Memory loss occurs for a variety of reasons: Alzheimer's disease, strokes, head injuries, and prolonged alcohol abuse are only a few (1). In some instances memory loss may be slowed, prevented, or regained. These cases provide insight into how memory and certain aspects of the brain in general work.

Beginning with the more physical aspects of memory loss, each of the examples of memory loss cause listed above can be traced to physical problems. A stroke occurs when too much or too little blood is in a part of the brain, damaging cells (2). Excessive alcohol consumption changes the balance of molecules in many parts of the body, including the brain. Head injuries that produce memory loss such as concussions are maybe the most tangible example of a physical source for memory loss problems.

Even diseases like Alzheimer's can be traced to specific molecules within the brain-either too many of the wrong molecules or too few of the right ones. The use of medications with cholinesterase inhibitors and research on new Alzheimer's drugs highlight this connection. Cholinesterase inhibitors are the only drugs approved for middle stages of Alzheimer's disease. They are part of a chain of enzymes that determines how many of certain molecules are present in the brain. Cholinesterase inhibitors slow the molecules that break down acetylcholine, allowing more acetylcholine to accumulate. The related studies suggest that a decrease in acetylcholine is part of many memory problems. (3)

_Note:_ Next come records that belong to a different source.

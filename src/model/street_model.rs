use geo::Point;
use petgraph::graph::NodeIndex;

use super::{NodeCoordinates, StreetGraph};
use crate::Error;

/// Complete routing model: the street graph together with the coordinate
/// table it was loaded alongside.
#[derive(Debug, Clone)]
pub struct StreetModel {
    pub graph: StreetGraph,
    pub coordinates: NodeCoordinates,
}

impl StreetModel {
    pub fn new(graph: StreetGraph, coordinates: NodeCoordinates) -> Self {
        Self { graph, coordinates }
    }

    /// Snap a query point to the nearest graph node.
    ///
    /// Scans the whole coordinate table, skipping entries whose id has no
    /// edges in the graph (an isolated node is never a useful snap target).
    /// Distance is squared planar distance in degree space; over the small
    /// regions this crate targets only the relative ranking matters, so no
    /// geodesic correction is applied. The first entry reaching the minimum
    /// in table order wins.
    ///
    /// Linear in the table size. Large deployments would put a spatial
    /// index in front of this.
    ///
    /// # Errors
    ///
    /// Returns [`Error::NoPointsFound`] if no table entry belongs to the
    /// graph.
    pub fn nearest_node(&self, point: &Point<f64>) -> Result<NodeIndex, Error> {
        let mut best: Option<(NodeIndex, f64)> = None;

        for (id, coord) in self.coordinates.iter() {
            let Some(index) = self.graph.node_index(id) else {
                continue;
            };

            let d_lon = point.x() - coord.x();
            let d_lat = point.y() - coord.y();
            let dist = d_lat * d_lat + d_lon * d_lon;

            match best {
                Some((_, best_dist)) if dist >= best_dist => {}
                _ => best = Some((index, dist)),
            }
        }

        best.map(|(index, _)| index).ok_or(Error::NoPointsFound)
    }
}
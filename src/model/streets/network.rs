use hashbrown::HashMap;
use petgraph::Undirected;
use petgraph::graph::{Edges, NodeIndex, UnGraph};

use super::{StreetEdge, StreetNode};
use crate::Distance;

/// Undirected street graph with interned node identifiers.
///
/// External ids from the edge list are interned to `NodeIndex` values
/// exactly once, on insertion; all routing works on indices. The graph is
/// built once and then queried immutably, so it can be shared between
/// threads without locking.
#[derive(Debug, Clone)]
pub struct StreetGraph {
    pub graph: UnGraph<StreetNode, StreetEdge>,
    node_indices: HashMap<String, NodeIndex>,
}

impl StreetGraph {
    pub fn new() -> Self {
        Self {
            graph: UnGraph::new_undirected(),
            node_indices: HashMap::new(),
        }
    }

    /// Insert an undirected street segment between `u` and `v`.
    ///
    /// Endpoints are interned on first use. Parallel edges between the same
    /// pair are kept as-is; relaxation in the solver settles on the cheapest
    /// one. `length` must be a finite non-negative number of meters - the
    /// file loaders guarantee this, programmatic callers must uphold it.
    pub fn add_edge(&mut self, u: &str, v: &str, length: Distance) {
        let a = self.intern(u);
        let b = self.intern(v);
        self.graph.add_edge(a, b, StreetEdge { length });
    }

    fn intern(&mut self, id: &str) -> NodeIndex {
        if let Some(&index) = self.node_indices.get(id) {
            return index;
        }
        let index = self.graph.add_node(StreetNode { id: id.to_owned() });
        self.node_indices.insert(id.to_owned(), index);
        index
    }

    /// Resolve an external id to its graph index.
    pub fn node_index(&self, id: &str) -> Option<NodeIndex> {
        self.node_indices.get(id).copied()
    }

    /// External id of a graph node.
    pub fn external_id(&self, node: NodeIndex) -> Option<&str> {
        self.graph.node_weight(node).map(|node| node.id.as_str())
    }

    pub fn contains_node(&self, id: &str) -> bool {
        self.node_indices.contains_key(id)
    }

    /// Edges incident to `node`, oriented so that `target()` is the
    /// neighboring endpoint.
    pub fn edges(&self, node: NodeIndex) -> Edges<'_, StreetEdge, Undirected> {
        self.graph.edges(node)
    }

    pub fn node_count(&self) -> usize {
        self.graph.node_count()
    }

    pub fn edge_count(&self) -> usize {
        self.graph.edge_count()
    }
}

impl Default for StreetGraph {
    fn default() -> Self {
        Self::new()
    }
}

In addition to the effects of molecules, the destruction and re-growth of nervous system cells, called neurogenesis, accounts for changes in memory. Former alcoholics were found to have adult neurogenesis in areas of the hippocampus (4). However, although short term memory improves as the length of abstinence increases, long term memory remaines impaired. This suggests that the parts of the brain responsible for short term memory can resume their activities after re-growing, but that either long-term memory cells are harder to re-grow or that the damage to the long-term memory requires more than the right kind of cells. (5)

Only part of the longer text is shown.